Amerika Serikat(AS) tak perlu lagi diragukan kekayaannya. Total cadangan emas yang dimiliki AS hampir tiga perempat dari seluruh cadangan permukaan bumi. Hingga kekayaan nya tersebutlah yang menjadikan salah satu dasar penetapan dollar menjadi mata uang dunia. Namun ada keresahan yang menjadi tanda tanya ketika Venezuela mencetak uang justru menjadikan negaranya "tak berdaya". Berbeda dengan AS ketika mencetak uang malah menjadikan negaranya " Adidaya". That why?

Karena As adalah Dollar, Venezuela bukan?

Logikanya saja ketika dollar menjadi mata uang internasional. Maka itu akan menjadikan dollar sebagai standard perdagangan internasional, sekaligus alat pembayaran perbankan juga keuangan dunia. Artinya ketika dollar dicetak terus menerus maka inflasi yang akan dirasakan tidaklah pada negara Amerika Serikat(AS) saja, namun juga negara lain ikut merasakan dampaknya.

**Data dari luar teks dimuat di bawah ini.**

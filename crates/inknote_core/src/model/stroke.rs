//! Stroke and drawing model.
//!
//! # Responsibility
//! - Carry opaque ink payloads alongside a stable identity token.
//! - Keep drawing order for serialization.
//!
//! # Invariants
//! - `StrokeId` equality is the only stroke identity used by core.
//! - Core never inspects `Stroke::payload`.

use serde::{Deserialize, Serialize};
use std::collections::BTreeSet;
use uuid::Uuid;

/// Identity token for one stroke.
#[derive(Debug, Clone, Copy, PartialEq, Eq, PartialOrd, Ord, Hash, Serialize, Deserialize)]
#[serde(transparent)]
pub struct StrokeId(Uuid);

impl StrokeId {
    pub fn new() -> Self {
        Self(Uuid::new_v4())
    }

    pub fn as_uuid(&self) -> Uuid {
        self.0
    }
}

impl Default for StrokeId {
    fn default() -> Self {
        Self::new()
    }
}

impl From<Uuid> for StrokeId {
    fn from(value: Uuid) -> Self {
        Self(value)
    }
}

impl std::fmt::Display for StrokeId {
    fn fmt(&self, f: &mut std::fmt::Formatter<'_>) -> std::fmt::Result {
        write!(f, "{}", self.0)
    }
}

/// One opaque unit of ink content.
#[derive(Debug, Clone, PartialEq, Eq, Serialize, Deserialize)]
pub struct Stroke {
    pub id: StrokeId,
    /// Host-encoded ink geometry.
    pub payload: Vec<u8>,
}

impl Stroke {
    /// Wraps a payload with a newly generated identity.
    pub fn new(payload: impl Into<Vec<u8>>) -> Self {
        Self::with_id(StrokeId::new(), payload)
    }

    /// Wraps a payload with an identity that already exists on the host side.
    pub fn with_id(id: StrokeId, payload: impl Into<Vec<u8>>) -> Self {
        Self {
            id,
            payload: payload.into(),
        }
    }
}

/// Ordered stroke collection belonging to one note.
#[derive(Debug, Clone, Default, PartialEq, Eq, Serialize, Deserialize)]
pub struct Drawing {
    strokes: Vec<Stroke>,
}

impl Drawing {
    pub fn new() -> Self {
        Self::default()
    }

    pub fn from_strokes(strokes: Vec<Stroke>) -> Self {
        Self { strokes }
    }

    pub fn strokes(&self) -> &[Stroke] {
        &self.strokes
    }

    pub fn into_strokes(self) -> Vec<Stroke> {
        self.strokes
    }

    pub fn len(&self) -> usize {
        self.strokes.len()
    }

    pub fn is_empty(&self) -> bool {
        self.strokes.is_empty()
    }

    pub fn push(&mut self, stroke: Stroke) {
        self.strokes.push(stroke);
    }

    /// Returns stroke ids in drawing order.
    pub fn stroke_ids(&self) -> Vec<StrokeId> {
        self.strokes.iter().map(|stroke| stroke.id).collect()
    }

    /// Returns the id set used for identity-based set difference.
    pub fn id_set(&self) -> BTreeSet<StrokeId> {
        self.strokes.iter().map(|stroke| stroke.id).collect()
    }

    pub fn contains(&self, id: StrokeId) -> bool {
        self.strokes.iter().any(|stroke| stroke.id == id)
    }

    /// Removes every stroke whose id is in `ids`, keeping the order of the rest.
    ///
    /// Returns the number of removed strokes.
    pub fn remove_ids(&mut self, ids: &BTreeSet<StrokeId>) -> usize {
        let before = self.strokes.len();
        self.strokes.retain(|stroke| !ids.contains(&stroke.id));
        before - self.strokes.len()
    }
}
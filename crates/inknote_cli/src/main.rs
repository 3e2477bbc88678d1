//! CLI smoke entry point.
//!
//! # Responsibility
//! - Provide a minimal executable to verify `inknote_core` linkage.
//! - Exercise note create/list/delete against a real directory.

use clap::{Parser, Subcommand};
use inknote_core::{
    core_version, default_log_level, init_logging, load_drawing, CoreConfig, JsonStrokeCodec,
    NoteService,
};
use std::path::PathBuf;
use std::process::ExitCode;

#[derive(Debug, Parser)]
#[command(name = "inknote_cli", version = core_version())]
#[command(about = "Smoke probe for InkNote drawing notes")]
struct Cli {
    /// Directory holding one `.drawing` file per note
    notes_dir: PathBuf,

    #[command(subcommand)]
    command: Option<Command>,
}

#[derive(Debug, Subcommand, PartialEq, Eq)]
enum Command {
    /// List notes in the directory (default)
    List,

    /// Create an empty note
    Create {
        /// Note title
        title: String,
    },

    /// Delete a note file
    Delete {
        /// Note title
        title: String,
    },

    /// Load a note and print its stroke count
    Show {
        /// Note title
        title: String,
    },
}

fn main() -> ExitCode {
    let cli = Cli::parse();
    match run(cli) {
        Ok(()) => ExitCode::SUCCESS,
        Err(message) => {
            eprintln!("error: {message}");
            ExitCode::FAILURE
        }
    }
}

fn run(cli: Cli) -> Result<(), String> {
    let notes_dir = std::path::absolute(&cli.notes_dir).map_err(|err| err.to_string())?;
    let config = CoreConfig::new(notes_dir.clone());
    config.validate().map_err(|err| err.to_string())?;

    if let Err(err) = init_logging(default_log_level(), &notes_dir.join(".logs")) {
        eprintln!("warning: logging disabled: {err}");
    }

    let mut service = NoteService::start(&config).map_err(|err| err.to_string())?;

    match cli.command.unwrap_or(Command::List) {
        Command::List => {
            for note in service.notes() {
                println!("{}", note.title);
            }
        }
        Command::Create { title } => {
            let note = service.create_note(title).map_err(|err| err.to_string())?;
            let path = service.note_path(note.id).map_err(|err| err.to_string())?;
            println!("created {path}");
        }
        Command::Delete { title } => {
            service.store().delete(&title).map_err(|err| err.to_string())?;
            println!("deleted {title}");
        }
        Command::Show { title } => {
            let path = service.store().resolve_path(&title);
            let drawing = load_drawing(&path, &JsonStrokeCodec);
            println!("{path} strokes={}", drawing.len());
        }
    }

    log::debug!("event=cli_command module=cli status=ok");
    Ok(())
}
//! Title to path resolution.
//!
//! Pure string/path functions; nothing here touches the filesystem.

use std::fmt::{Display, Formatter};
use std::path::{Path, PathBuf};

/// Extension tag identifying the stroke file format.
pub const NOTE_FILE_EXTENSION: &str = "drawing";

/// Filesystem-facing form of a note title.
#[derive(Debug, Clone, PartialEq, Eq, Hash)]
pub struct Slug(String);

impl Slug {
    pub fn as_str(&self) -> &str {
        &self.0
    }

    pub fn is_empty(&self) -> bool {
        self.0.is_empty()
    }
}

impl Display for Slug {
    fn fmt(&self, f: &mut Formatter<'_>) -> std::fmt::Result {
        f.write_str(&self.0)
    }
}

/// Absolute location of one note file.
#[derive(Debug, Clone, PartialEq, Eq, Hash)]
pub struct NotePath(PathBuf);

impl NotePath {
    pub fn as_path(&self) -> &Path {
        &self.0
    }

    pub fn into_path_buf(self) -> PathBuf {
        self.0
    }
}

impl AsRef<Path> for NotePath {
    fn as_ref(&self) -> &Path {
        &self.0
    }
}

impl Display for NotePath {
    fn fmt(&self, f: &mut Formatter<'_>) -> std::fmt::Result {
        write!(f, "{}", self.0.display())
    }
}

/// Replaces every space with a hyphen.
///
/// Case, punctuation and diacritics pass through untouched, and an empty
/// title yields an empty slug.
pub fn slug(title: &str) -> Slug {
    Slug(title.replace(' ', "-"))
}

/// Resolves `<notes_dir>/<slug(title)>.drawing`.
pub fn note_path(notes_dir: &Path, title: &str) -> NotePath {
    let file_name = format!("{}.{NOTE_FILE_EXTENSION}", slug(title));
    NotePath(notes_dir.join(file_name))
}

/// Maps a note file back to its listed title (base name without extension).
///
/// Returns `None` for paths that do not carry the note extension.
/// The bare `.drawing` file of an empty title maps to `Some("")`.
pub fn title_from_file_name(path: &Path) -> Option<String> {
    let file_name = path.file_name()?.to_str()?;
    file_name
        .strip_suffix(NOTE_FILE_EXTENSION)?
        .strip_suffix('.')
        .map(str::to_string)
}

#[cfg(test)]
mod tests {
    use super::{note_path, slug, title_from_file_name};
    use std::path::Path;

    #[test]
    fn slug_replaces_every_space_only() {
        assert_eq!(slug("Trip Plan  2").as_str(), "Trip-Plan--2");
        assert_eq!(slug("Café, Ünïcode!").as_str(), "Café,-Ünïcode!");
        assert_eq!(slug("MiXeD Case").as_str(), "MiXeD-Case");
    }

    #[test]
    fn empty_title_yields_empty_slug() {
        assert!(slug("").is_empty());
    }

    #[test]
    fn note_path_appends_extension_inside_notes_dir() {
        let path = note_path(Path::new("/data/notes"), "Trip Plan");
        assert_eq!(path.as_path(), Path::new("/data/notes/Trip-Plan.drawing"));
    }

    #[test]
    fn distinct_titles_with_same_slug_collide() {
        let dir = Path::new("/data/notes");
        assert_eq!(note_path(dir, "a b"), note_path(dir, "a-b"));
    }

    #[test]
    fn title_from_file_name_strips_note_extension() {
        assert_eq!(
            title_from_file_name(Path::new("/x/Trip-Plan.drawing")).as_deref(),
            Some("Trip-Plan")
        );
        assert_eq!(title_from_file_name(Path::new("/x/readme.txt")), None);
        assert_eq!(title_from_file_name(Path::new("/x/no_extension")), None);
        assert_eq!(title_from_file_name(Path::new("/x/olddrawing")), None);
    }

    #[test]
    fn bare_extension_file_maps_to_empty_title() {
        let path = note_path(Path::new("/n"), "");
        assert_eq!(title_from_file_name(path.as_path()).as_deref(), Some(""));
    }

    #[test]
    fn slugged_titles_without_hyphens_round_trip_through_file_names() {
        let title = "weekly review notes";
        let path = note_path(Path::new("/n"), title);
        let listed = title_from_file_name(path.as_path()).expect("note file name");
        assert_eq!(listed.replace('-', " "), title);
    }
}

Sebut saja kuangan dan perbankan Indonesia yang belum dewasa. Dimana kebijakan yang dikeluarkan The FED akan mempengaruhi pembuatan kebijakan keuangan Indonesia. Ketika The FED menaikan suku bunganya maka Bank Indonesia akan segera melansir kebijakan-kebijakan untuk mempertahankan nilai rupiah juga menekan terjadinya inflasi bukan?

Lalu bagaimana dengan mata uang Venezuela?

Negara Venezuela begitu percaya diri dengan keberlimpahan cadangam minyak yang dimilikinya. Hingga ketika harga minyak turun ditahun 2014, mata uang Bolivar kejatuhan nilai uang nya pula. Hal tersebut terjadi karena sikap dermawan pimpinan Venezuela untuk mencetak uang terus menerus guna meningkatkan kehidupan sosial dan mengembalikan pada perekonomian semula.

Sangat disayangkan, ketika semua usahanya tersebut justru membuat negaranya menjadi semakin terpuruk. Kegiatan ekonomi pasar gelap meningkat dan Inflasi semakin tinggi. Ditambah lagi kegiatan impor dari negara lain menggunakan mata uang Bolivar terhadap Dollar semakin susah. Hal tersebut membuat Venezuela ingin segera bangun dari mimpi buruknya. Penduduknya pun sebagian sudah mulai meninggalkan Venezuela karena harga kebutuhan hidup sangat tinggi.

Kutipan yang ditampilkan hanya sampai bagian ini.